For each line of the data below, copy it if it holds the word "metrics".
──────── Study material ────────
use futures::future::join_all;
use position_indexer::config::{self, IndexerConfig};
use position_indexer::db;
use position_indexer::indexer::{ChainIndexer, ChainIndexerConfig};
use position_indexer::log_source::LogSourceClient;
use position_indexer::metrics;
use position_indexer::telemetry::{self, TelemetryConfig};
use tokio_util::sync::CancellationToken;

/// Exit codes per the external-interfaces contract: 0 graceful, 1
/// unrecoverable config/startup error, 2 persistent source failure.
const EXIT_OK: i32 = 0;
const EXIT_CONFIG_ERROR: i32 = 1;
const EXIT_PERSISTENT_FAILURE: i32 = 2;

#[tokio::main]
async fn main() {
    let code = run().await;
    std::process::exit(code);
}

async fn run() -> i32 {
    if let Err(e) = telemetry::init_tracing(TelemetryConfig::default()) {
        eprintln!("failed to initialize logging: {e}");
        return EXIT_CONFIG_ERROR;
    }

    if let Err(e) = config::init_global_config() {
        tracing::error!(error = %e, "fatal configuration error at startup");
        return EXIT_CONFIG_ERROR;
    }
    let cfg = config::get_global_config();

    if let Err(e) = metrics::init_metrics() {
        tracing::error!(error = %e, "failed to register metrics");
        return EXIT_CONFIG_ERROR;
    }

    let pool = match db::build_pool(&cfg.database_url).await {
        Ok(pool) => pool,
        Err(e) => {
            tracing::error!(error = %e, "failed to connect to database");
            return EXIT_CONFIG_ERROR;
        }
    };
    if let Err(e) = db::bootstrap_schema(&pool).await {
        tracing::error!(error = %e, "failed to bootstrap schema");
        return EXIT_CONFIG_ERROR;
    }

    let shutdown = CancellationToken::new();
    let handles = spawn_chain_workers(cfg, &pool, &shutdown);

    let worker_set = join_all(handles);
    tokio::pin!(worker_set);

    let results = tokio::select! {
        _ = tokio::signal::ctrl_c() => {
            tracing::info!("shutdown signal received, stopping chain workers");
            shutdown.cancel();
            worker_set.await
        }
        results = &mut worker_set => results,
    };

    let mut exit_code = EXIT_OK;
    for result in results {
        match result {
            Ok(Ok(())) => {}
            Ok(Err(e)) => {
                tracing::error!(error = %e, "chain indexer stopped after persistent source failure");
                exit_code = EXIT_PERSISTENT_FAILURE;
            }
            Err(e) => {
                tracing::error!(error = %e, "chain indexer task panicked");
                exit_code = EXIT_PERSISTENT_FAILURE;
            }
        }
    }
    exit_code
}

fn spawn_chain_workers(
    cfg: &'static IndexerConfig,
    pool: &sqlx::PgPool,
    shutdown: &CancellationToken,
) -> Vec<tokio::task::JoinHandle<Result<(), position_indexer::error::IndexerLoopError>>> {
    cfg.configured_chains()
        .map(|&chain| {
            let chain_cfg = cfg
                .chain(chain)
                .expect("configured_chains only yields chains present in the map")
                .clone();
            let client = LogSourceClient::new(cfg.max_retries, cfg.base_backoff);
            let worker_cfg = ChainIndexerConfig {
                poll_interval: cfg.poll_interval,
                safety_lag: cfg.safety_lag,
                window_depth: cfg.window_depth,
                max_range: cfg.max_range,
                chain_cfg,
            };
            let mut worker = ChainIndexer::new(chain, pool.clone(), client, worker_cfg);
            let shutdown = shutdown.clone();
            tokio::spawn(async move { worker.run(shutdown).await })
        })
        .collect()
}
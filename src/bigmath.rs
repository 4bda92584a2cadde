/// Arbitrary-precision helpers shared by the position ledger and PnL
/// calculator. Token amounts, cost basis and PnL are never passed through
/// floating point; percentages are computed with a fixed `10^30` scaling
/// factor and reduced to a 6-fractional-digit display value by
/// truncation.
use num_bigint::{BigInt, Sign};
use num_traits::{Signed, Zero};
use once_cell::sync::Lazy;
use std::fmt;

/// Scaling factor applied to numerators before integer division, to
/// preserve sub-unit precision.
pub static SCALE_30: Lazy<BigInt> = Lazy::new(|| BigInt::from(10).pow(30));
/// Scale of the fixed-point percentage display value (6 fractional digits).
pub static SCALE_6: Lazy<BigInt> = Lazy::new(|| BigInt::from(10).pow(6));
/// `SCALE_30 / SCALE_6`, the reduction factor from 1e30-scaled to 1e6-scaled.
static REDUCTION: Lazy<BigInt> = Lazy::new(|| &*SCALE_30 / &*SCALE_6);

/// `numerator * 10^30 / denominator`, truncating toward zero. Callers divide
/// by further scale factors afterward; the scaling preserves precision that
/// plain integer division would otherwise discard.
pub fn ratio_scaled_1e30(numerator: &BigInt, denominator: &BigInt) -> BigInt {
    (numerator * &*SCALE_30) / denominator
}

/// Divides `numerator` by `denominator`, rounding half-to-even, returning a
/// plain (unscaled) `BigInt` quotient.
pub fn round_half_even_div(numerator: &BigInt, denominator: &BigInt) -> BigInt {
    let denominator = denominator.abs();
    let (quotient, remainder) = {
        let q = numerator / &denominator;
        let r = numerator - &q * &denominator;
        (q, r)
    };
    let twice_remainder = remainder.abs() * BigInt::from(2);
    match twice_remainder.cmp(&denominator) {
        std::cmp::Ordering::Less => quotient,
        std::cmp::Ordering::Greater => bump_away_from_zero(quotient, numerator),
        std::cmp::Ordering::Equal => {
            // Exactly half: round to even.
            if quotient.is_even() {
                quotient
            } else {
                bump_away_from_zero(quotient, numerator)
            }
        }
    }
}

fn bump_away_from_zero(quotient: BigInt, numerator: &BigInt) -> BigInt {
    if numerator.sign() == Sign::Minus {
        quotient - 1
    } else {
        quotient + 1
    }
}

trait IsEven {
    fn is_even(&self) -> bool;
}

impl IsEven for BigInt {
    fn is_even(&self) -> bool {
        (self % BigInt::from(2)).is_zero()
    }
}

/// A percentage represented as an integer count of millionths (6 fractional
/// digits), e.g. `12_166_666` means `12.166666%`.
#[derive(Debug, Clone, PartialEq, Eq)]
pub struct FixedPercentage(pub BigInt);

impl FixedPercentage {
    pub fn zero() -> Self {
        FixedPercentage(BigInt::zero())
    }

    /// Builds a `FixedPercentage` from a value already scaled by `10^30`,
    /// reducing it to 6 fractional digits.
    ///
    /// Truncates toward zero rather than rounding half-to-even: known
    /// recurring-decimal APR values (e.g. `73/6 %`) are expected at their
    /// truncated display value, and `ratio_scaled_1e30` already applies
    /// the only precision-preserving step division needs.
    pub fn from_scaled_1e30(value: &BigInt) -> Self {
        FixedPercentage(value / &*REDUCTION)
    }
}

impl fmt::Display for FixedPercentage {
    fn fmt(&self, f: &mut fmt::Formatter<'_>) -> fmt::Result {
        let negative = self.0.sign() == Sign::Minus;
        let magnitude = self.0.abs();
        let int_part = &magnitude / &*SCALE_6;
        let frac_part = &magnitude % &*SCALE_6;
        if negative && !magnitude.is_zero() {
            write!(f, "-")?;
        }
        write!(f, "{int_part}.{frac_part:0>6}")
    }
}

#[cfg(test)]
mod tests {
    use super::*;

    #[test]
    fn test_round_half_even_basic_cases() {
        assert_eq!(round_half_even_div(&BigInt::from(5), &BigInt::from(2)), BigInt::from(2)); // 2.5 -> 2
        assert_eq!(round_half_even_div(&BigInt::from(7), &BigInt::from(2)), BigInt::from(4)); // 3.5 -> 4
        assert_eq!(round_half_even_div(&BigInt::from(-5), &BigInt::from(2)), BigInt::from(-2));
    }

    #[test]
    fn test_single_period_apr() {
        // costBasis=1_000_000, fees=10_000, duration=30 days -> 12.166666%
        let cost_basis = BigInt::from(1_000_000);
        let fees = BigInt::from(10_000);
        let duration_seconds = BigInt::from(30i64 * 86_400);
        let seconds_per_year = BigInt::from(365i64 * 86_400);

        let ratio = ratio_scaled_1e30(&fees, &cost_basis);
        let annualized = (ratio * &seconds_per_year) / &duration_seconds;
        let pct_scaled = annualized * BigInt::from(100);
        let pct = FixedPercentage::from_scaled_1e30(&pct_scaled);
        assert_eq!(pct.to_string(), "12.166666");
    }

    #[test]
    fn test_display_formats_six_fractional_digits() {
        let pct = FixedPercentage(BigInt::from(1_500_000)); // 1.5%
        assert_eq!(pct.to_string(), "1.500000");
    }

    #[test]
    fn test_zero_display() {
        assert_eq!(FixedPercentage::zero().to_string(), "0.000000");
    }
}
────────
# Answer box
use position_indexer::metrics;
    if let Err(e) = metrics::init_metrics() {
        tracing::error!(error = %e, "failed to register metrics");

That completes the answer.